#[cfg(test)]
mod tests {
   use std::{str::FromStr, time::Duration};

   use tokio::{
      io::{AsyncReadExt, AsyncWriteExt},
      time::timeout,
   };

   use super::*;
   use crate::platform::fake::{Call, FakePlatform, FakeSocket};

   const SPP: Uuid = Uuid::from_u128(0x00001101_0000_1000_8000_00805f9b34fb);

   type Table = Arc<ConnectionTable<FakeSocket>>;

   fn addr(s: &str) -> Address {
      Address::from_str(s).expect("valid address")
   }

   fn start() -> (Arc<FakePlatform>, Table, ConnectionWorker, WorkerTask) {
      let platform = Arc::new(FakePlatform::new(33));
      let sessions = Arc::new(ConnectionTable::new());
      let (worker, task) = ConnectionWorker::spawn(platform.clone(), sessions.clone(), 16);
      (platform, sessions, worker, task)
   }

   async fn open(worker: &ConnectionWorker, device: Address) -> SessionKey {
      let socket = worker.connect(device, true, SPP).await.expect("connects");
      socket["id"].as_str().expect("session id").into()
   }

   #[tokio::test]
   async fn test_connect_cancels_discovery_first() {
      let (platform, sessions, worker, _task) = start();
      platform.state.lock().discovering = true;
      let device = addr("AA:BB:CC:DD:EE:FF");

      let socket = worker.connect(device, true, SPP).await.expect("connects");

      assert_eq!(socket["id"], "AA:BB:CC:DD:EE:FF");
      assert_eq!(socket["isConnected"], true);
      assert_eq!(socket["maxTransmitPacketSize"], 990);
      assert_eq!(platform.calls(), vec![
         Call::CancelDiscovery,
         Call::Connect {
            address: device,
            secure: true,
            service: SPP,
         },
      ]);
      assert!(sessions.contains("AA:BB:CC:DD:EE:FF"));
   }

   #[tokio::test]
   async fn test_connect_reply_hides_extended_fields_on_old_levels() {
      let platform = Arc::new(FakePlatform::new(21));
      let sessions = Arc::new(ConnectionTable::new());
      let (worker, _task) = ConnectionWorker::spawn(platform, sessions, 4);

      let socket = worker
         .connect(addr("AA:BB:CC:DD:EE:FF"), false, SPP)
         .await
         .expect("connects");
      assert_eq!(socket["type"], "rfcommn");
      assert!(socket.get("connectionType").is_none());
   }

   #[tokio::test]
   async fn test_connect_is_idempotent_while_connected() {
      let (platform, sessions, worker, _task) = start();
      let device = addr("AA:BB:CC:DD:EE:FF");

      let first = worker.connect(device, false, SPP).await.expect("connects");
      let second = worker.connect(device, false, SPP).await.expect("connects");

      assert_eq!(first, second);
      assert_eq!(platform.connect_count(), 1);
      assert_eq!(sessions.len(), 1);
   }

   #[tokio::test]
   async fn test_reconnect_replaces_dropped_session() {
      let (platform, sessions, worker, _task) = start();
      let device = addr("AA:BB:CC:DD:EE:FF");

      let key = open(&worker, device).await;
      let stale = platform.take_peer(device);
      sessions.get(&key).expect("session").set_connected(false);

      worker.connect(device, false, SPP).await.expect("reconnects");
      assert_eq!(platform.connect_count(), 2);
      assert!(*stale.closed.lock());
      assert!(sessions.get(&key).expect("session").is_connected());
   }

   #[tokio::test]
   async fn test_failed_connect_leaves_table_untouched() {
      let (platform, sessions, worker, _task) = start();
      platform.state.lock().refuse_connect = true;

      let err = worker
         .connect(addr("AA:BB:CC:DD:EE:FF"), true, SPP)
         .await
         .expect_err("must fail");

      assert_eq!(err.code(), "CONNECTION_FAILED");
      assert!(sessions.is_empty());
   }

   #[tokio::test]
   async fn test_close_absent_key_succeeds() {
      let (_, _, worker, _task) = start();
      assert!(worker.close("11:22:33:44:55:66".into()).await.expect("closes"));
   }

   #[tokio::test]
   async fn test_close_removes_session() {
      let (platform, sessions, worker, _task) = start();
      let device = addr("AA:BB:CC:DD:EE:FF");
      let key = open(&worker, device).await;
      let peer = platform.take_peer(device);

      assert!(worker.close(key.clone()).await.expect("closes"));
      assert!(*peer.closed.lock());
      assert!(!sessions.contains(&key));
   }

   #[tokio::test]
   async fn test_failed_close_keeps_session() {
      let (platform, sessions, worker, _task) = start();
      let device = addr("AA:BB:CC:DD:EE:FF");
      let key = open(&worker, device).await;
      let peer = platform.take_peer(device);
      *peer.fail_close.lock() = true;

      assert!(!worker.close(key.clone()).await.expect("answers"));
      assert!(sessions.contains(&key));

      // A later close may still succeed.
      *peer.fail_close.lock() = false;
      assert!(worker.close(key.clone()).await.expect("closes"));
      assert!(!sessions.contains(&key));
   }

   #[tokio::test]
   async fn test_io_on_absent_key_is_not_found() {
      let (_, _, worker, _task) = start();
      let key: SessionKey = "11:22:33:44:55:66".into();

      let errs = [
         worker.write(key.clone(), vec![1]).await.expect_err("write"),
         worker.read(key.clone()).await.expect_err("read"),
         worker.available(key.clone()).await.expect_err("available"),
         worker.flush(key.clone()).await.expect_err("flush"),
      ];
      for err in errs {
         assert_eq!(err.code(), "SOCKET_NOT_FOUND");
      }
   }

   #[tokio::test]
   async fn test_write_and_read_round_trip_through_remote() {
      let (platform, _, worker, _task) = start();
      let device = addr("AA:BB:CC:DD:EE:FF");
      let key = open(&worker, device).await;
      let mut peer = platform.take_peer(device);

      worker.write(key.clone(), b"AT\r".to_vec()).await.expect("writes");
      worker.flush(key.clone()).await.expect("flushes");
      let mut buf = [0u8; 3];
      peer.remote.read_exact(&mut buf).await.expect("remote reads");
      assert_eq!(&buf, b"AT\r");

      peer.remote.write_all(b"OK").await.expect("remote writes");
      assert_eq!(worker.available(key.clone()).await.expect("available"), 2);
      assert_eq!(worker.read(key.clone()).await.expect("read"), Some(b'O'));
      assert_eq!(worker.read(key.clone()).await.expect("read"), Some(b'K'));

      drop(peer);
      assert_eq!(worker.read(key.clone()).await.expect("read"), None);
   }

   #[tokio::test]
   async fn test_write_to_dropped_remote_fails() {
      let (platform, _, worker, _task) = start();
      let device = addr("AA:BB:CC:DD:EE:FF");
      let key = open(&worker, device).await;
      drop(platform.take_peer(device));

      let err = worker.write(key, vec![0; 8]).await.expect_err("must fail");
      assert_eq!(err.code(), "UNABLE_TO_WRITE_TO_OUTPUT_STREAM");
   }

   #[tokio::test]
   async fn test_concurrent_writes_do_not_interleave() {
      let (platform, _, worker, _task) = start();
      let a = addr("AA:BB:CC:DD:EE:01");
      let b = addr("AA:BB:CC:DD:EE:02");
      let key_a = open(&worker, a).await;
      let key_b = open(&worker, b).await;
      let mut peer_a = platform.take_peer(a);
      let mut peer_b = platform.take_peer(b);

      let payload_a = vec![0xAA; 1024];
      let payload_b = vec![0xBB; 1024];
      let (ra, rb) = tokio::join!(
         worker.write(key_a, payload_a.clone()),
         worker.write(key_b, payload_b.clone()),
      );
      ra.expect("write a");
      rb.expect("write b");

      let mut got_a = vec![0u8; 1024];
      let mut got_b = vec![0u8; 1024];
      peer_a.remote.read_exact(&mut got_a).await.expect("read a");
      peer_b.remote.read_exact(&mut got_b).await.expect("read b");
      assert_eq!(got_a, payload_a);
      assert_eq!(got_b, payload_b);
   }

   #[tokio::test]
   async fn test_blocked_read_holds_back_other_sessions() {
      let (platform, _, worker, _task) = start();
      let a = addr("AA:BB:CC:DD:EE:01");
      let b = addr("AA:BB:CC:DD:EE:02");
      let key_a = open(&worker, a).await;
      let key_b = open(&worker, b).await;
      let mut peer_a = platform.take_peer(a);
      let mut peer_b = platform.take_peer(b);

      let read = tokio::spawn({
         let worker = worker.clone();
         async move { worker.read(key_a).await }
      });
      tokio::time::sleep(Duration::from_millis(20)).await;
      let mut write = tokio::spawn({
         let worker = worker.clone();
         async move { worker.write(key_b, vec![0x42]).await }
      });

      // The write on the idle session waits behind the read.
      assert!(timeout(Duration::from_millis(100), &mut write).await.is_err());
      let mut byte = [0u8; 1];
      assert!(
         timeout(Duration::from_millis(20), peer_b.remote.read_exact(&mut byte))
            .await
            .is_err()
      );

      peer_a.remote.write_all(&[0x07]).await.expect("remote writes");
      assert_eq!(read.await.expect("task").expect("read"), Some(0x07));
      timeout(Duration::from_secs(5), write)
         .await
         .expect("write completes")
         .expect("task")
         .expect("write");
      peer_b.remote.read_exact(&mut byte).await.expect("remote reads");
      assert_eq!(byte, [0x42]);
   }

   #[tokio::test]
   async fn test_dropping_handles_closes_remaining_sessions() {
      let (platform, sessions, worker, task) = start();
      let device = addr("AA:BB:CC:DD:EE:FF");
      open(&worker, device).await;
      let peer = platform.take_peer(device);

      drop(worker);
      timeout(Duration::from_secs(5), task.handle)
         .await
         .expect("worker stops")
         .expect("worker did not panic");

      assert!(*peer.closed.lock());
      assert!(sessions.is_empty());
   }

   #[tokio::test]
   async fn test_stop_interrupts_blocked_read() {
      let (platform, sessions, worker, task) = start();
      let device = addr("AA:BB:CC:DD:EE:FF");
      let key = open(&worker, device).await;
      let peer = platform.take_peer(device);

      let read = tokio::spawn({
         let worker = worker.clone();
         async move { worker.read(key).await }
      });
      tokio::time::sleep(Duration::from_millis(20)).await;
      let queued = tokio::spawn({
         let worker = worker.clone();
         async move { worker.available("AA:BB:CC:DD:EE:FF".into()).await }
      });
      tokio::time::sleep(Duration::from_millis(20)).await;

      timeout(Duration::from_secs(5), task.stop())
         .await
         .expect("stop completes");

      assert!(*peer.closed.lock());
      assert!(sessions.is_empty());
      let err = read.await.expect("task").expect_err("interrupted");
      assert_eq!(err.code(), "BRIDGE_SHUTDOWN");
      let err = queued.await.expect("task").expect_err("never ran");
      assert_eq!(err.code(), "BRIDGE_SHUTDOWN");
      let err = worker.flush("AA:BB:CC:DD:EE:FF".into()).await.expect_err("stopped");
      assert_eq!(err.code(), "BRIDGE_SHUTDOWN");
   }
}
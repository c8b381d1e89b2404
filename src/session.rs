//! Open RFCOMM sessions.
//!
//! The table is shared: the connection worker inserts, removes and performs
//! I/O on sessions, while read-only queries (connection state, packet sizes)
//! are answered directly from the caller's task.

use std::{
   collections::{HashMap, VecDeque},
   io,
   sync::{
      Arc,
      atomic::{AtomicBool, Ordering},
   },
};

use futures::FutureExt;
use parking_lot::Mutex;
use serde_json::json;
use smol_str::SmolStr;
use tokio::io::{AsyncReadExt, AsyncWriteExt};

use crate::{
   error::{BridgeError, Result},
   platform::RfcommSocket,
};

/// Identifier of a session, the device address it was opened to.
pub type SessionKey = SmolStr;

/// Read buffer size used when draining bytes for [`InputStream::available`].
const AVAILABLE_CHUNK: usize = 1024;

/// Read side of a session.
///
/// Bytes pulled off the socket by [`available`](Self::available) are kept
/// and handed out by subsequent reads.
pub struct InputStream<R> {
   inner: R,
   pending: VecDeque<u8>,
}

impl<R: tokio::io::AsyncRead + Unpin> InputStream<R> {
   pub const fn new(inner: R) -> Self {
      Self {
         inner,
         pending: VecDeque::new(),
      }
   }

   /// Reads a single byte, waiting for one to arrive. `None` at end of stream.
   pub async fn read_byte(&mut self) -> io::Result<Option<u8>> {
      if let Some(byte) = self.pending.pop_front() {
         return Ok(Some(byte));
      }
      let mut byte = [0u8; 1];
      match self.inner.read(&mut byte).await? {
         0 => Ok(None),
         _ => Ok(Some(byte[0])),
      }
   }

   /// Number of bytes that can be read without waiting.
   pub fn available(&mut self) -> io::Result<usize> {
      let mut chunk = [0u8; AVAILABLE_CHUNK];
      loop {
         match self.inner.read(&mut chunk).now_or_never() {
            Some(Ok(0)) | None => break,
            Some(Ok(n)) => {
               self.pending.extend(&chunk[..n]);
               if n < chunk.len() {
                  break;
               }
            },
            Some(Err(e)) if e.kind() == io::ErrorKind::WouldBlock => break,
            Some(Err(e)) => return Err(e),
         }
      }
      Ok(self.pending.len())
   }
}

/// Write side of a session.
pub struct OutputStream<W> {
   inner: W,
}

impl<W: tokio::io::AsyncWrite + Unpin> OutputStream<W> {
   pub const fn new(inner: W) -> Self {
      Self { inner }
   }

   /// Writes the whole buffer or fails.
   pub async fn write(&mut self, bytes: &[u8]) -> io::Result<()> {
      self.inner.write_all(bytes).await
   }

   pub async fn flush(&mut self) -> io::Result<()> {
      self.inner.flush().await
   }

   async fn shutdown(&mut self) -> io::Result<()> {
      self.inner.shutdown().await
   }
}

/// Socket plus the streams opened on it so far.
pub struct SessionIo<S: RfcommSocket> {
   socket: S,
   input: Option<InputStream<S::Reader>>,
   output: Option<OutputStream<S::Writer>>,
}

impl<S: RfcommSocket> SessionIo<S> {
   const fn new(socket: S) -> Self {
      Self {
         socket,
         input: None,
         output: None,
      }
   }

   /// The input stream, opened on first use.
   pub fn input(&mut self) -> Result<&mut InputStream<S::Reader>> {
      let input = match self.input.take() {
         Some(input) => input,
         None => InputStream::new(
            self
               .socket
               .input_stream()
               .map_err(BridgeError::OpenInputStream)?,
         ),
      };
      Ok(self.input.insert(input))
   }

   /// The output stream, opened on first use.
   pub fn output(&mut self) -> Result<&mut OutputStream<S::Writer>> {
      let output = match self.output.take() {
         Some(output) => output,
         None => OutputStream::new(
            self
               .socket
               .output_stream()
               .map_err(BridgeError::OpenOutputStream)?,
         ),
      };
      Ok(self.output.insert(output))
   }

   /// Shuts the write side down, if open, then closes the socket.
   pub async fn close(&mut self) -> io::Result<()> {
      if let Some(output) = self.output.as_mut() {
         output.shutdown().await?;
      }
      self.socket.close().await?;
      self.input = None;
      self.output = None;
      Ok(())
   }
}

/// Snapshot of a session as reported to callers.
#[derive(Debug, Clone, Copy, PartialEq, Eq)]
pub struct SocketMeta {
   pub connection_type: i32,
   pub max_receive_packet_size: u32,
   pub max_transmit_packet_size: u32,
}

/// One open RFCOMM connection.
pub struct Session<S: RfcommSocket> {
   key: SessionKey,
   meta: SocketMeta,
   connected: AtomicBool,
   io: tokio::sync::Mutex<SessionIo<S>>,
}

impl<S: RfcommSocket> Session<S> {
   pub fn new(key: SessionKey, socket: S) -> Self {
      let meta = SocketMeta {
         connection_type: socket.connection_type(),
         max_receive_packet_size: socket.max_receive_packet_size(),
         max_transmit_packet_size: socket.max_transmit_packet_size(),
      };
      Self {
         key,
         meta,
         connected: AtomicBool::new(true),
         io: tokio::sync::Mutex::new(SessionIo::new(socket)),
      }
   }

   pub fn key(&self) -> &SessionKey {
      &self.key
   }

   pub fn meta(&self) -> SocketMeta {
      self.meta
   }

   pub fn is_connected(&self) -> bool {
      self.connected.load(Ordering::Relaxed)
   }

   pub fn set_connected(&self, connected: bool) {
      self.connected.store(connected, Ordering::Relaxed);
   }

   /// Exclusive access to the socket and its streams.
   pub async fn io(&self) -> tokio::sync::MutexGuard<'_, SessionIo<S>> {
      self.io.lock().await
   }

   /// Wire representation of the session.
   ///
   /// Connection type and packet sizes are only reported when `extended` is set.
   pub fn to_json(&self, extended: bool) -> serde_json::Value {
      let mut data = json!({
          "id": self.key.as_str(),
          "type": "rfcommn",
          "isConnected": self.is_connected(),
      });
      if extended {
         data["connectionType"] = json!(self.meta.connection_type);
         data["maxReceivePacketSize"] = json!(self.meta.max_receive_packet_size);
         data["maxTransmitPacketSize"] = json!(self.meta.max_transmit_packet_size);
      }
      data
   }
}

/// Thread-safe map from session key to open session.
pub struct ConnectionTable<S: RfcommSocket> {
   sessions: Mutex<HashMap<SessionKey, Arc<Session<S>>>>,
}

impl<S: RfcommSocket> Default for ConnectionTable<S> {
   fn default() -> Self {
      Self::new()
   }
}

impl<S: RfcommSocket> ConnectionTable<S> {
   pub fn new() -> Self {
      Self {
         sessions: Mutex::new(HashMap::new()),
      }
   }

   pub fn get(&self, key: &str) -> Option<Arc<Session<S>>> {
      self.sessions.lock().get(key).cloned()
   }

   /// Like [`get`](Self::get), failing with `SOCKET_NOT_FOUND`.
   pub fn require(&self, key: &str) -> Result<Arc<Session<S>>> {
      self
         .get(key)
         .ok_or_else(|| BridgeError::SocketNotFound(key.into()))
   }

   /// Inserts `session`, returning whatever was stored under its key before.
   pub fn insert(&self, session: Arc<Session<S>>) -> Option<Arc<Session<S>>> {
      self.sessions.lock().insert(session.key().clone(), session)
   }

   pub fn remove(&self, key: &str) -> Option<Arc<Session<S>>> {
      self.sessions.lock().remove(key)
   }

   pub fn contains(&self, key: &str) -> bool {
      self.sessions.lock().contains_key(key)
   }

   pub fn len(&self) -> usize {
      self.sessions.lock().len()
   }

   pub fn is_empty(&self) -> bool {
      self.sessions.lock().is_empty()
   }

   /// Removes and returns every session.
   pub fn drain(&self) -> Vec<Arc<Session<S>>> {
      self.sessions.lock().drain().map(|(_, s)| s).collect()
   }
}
◇ ◇ ◇ ◇ ◇
**Problem to solve:**
When you reach the line containing "use parking_lot::Mutex;" in the data above, start copying exactly, and stop after the line containing "pub type SessionKey = SmolStr;".

**Result of the exercise:**
use parking_lot::Mutex;
use serde_json::json;
use smol_str::SmolStr;
use tokio::io::{AsyncReadExt, AsyncWriteExt};

use crate::{
   error::{BridgeError, Result},
   platform::RfcommSocket,
};

/// Identifier of a session, the device address it was opened to.
pub type SessionKey = SmolStr;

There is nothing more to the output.